• THE TASK:
Using the records below, quote only the span that opens with the line containing "1, GenesetTier::Tier2, Species::MusMusculus))" and closes with the line containing "async fn test_homolog_mapping_across_species()", exactly and inclusively.

• DATA TO PROCESS:

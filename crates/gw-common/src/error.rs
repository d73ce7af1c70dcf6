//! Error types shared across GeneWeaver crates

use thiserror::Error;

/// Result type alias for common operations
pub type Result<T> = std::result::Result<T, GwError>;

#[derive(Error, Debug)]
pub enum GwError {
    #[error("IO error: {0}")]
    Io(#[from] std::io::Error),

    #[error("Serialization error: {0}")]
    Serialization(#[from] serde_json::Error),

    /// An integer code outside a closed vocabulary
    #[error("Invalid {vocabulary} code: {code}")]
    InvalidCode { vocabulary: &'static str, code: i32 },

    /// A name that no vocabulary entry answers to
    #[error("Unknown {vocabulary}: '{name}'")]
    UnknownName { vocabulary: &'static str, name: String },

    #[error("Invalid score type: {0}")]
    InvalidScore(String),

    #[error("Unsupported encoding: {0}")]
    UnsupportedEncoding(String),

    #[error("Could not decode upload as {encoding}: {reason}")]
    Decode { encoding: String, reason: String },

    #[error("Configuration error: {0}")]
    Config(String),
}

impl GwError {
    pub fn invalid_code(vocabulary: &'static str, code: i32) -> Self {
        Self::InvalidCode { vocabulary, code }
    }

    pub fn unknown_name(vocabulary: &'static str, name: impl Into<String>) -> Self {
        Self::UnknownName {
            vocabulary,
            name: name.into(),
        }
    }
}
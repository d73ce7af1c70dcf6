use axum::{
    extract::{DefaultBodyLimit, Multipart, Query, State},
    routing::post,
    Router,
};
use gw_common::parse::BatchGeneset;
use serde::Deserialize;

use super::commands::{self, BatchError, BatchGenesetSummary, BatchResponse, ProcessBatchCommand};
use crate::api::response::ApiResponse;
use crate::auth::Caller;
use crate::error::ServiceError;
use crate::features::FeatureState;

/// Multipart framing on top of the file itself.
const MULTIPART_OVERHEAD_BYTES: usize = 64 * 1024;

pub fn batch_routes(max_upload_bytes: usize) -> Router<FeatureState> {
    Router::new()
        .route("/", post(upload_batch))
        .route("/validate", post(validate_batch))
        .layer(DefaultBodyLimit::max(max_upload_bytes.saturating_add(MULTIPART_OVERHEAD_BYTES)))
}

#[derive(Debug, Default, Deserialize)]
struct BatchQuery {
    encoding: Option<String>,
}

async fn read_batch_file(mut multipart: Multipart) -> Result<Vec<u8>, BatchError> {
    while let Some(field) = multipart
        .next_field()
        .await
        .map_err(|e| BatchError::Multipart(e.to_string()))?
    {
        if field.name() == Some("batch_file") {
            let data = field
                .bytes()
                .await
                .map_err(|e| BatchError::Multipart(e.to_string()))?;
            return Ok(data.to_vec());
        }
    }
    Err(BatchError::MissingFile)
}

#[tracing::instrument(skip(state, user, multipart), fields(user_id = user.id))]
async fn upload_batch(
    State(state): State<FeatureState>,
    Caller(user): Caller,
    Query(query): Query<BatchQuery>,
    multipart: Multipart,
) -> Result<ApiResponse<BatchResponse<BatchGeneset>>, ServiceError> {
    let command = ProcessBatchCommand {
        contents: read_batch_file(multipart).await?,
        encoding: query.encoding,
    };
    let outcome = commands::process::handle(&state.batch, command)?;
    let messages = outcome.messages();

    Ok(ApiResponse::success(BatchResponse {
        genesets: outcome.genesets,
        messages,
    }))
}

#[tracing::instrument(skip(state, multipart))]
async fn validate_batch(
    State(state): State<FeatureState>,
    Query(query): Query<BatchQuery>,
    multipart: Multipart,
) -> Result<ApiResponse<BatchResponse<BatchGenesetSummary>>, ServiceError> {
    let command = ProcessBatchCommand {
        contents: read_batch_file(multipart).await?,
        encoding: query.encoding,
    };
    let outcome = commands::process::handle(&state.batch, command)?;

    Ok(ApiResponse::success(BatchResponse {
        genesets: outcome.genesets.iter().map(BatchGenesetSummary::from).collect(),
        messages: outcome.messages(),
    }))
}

---

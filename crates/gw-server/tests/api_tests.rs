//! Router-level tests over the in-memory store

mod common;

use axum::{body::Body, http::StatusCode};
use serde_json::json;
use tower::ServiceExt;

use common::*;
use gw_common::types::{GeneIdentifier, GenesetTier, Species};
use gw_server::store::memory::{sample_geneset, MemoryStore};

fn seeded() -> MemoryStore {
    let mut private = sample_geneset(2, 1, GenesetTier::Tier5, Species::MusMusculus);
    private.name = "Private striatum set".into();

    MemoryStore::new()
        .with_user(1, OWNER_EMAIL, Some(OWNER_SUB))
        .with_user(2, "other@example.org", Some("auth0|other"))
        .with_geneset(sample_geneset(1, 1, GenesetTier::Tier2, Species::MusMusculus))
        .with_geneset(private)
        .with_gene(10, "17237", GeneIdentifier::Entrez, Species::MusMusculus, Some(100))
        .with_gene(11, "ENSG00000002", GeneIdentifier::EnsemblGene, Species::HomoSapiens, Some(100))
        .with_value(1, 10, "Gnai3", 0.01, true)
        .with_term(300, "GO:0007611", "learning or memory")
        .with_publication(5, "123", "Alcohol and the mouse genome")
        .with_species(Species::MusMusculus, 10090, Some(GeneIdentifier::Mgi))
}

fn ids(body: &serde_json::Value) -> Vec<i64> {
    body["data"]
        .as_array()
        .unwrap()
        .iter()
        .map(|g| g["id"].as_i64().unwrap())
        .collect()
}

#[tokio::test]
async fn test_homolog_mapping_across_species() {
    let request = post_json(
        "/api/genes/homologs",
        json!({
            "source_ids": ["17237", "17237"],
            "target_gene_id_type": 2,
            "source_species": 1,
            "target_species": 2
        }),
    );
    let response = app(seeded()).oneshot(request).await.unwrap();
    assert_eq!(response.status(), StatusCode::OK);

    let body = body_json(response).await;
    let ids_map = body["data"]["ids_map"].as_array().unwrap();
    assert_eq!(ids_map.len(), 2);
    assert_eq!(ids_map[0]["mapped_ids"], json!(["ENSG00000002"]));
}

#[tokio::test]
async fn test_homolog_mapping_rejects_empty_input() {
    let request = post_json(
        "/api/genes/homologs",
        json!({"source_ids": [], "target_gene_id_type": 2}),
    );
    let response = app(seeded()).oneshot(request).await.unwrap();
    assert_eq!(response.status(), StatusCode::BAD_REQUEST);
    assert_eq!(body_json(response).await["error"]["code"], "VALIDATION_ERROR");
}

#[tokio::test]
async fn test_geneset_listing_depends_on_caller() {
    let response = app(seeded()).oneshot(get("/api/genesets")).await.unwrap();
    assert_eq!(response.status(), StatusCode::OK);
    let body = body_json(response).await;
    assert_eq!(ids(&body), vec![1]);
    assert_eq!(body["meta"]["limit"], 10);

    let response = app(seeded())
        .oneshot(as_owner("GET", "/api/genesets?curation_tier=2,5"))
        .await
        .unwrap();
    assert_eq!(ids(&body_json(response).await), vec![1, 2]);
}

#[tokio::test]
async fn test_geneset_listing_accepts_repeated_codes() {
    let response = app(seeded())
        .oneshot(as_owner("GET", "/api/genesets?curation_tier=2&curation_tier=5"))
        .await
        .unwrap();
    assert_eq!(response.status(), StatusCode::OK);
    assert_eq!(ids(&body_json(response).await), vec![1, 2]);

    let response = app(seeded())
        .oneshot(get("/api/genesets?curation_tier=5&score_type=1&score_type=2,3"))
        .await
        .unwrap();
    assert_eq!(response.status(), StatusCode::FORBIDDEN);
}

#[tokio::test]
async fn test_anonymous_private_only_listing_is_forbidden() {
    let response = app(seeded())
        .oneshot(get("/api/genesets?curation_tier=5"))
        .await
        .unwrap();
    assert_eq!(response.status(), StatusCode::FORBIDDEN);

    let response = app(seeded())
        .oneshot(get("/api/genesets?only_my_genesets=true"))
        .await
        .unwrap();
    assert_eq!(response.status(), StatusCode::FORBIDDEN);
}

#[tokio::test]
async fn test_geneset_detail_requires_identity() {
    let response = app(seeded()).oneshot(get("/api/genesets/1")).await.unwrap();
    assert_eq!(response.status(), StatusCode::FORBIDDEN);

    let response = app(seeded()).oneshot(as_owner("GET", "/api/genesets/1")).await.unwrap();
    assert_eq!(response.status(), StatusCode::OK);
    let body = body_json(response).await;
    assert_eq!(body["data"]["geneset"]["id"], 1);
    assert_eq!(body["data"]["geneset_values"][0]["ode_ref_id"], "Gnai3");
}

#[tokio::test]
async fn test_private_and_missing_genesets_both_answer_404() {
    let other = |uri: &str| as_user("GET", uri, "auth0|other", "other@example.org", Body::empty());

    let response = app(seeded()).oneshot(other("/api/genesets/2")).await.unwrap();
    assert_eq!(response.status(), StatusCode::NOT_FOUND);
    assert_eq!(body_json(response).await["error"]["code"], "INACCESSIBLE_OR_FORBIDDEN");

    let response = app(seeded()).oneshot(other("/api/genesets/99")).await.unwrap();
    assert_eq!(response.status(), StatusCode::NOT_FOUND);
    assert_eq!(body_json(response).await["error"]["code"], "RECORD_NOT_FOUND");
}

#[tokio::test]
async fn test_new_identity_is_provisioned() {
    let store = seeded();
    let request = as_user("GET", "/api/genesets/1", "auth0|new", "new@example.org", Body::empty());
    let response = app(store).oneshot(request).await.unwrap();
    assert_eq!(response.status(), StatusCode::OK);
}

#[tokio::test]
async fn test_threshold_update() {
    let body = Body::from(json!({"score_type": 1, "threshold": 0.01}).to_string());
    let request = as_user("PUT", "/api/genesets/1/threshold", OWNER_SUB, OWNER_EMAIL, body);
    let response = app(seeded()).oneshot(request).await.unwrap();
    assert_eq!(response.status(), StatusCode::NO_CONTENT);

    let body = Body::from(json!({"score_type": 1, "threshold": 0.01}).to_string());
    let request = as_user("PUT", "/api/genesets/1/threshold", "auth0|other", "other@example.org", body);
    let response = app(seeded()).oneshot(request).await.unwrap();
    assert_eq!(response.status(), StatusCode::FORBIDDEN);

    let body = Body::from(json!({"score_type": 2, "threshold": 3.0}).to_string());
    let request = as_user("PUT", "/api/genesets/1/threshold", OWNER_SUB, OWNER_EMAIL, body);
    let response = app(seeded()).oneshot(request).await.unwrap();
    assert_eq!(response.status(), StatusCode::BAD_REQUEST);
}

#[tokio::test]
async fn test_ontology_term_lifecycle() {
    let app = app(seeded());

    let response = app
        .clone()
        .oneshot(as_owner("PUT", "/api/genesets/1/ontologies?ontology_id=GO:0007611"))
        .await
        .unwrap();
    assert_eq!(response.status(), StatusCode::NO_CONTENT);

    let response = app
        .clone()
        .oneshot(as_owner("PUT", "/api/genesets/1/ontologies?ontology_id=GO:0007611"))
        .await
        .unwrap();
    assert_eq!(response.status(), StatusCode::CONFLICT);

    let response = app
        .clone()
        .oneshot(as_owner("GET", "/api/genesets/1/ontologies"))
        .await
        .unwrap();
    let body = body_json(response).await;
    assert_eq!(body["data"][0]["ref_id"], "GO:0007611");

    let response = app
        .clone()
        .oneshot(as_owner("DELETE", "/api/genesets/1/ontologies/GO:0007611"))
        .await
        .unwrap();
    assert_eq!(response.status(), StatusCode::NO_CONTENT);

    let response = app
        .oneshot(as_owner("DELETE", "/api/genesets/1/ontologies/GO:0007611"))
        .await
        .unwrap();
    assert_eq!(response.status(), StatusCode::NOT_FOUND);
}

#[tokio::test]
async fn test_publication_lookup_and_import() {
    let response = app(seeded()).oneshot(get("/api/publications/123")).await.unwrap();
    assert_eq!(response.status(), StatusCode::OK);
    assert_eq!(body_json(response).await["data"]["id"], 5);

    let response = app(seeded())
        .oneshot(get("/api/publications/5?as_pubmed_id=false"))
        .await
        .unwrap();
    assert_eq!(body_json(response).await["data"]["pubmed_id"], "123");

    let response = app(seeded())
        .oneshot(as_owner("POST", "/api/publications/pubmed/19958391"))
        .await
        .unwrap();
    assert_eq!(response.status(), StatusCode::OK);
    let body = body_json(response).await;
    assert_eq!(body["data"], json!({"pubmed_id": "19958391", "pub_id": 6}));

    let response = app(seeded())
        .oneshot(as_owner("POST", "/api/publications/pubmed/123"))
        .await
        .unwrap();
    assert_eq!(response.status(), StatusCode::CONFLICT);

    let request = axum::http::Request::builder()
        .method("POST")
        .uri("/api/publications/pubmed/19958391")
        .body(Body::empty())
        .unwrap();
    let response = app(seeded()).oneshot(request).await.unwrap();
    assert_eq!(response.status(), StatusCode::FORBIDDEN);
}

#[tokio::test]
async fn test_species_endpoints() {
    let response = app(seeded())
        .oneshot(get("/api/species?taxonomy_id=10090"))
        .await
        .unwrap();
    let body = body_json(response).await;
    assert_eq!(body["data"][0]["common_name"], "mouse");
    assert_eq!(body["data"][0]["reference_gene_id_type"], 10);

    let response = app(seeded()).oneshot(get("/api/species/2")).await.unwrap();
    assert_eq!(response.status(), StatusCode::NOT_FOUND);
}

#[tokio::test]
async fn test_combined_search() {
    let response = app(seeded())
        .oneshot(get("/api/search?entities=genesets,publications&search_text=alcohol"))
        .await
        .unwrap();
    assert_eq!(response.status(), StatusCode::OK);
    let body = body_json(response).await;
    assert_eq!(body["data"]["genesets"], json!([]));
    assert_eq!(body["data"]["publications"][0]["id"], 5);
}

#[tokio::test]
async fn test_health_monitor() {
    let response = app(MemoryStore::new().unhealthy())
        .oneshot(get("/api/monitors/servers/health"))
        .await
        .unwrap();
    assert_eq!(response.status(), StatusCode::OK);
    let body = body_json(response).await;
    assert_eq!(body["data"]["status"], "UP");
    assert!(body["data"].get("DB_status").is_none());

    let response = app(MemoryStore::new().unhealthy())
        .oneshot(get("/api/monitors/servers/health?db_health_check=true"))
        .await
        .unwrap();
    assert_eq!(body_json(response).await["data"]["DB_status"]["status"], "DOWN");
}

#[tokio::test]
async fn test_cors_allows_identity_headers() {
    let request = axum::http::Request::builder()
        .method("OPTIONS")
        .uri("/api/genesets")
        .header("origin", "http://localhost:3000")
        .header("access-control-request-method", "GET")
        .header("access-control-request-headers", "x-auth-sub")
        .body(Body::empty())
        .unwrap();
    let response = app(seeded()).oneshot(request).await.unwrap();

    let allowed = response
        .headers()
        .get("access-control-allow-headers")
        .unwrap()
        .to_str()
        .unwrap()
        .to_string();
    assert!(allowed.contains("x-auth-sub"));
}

• WRITTEN RESPONSE:
        .with_geneset(sample_geneset(1, 1, GenesetTier::Tier2, Species::MusMusculus))
        .with_geneset(private)
        .with_gene(10, "17237", GeneIdentifier::Entrez, Species::MusMusculus, Some(100))
        .with_gene(11, "ENSG00000002", GeneIdentifier::EnsemblGene, Species::HomoSapiens, Some(100))
        .with_value(1, 10, "Gnai3", 0.01, true)
        .with_term(300, "GO:0007611", "learning or memory")
        .with_publication(5, "123", "Alcohol and the mouse genome")
        .with_species(Species::MusMusculus, 10090, Some(GeneIdentifier::Mgi))
}

fn ids(body: &serde_json::Value) -> Vec<i64> {
    body["data"]
        .as_array()
        .unwrap()
        .iter()
        .map(|g| g["id"].as_i64().unwrap())
        .collect()
}

#[tokio::test]
async fn test_homolog_mapping_across_species() {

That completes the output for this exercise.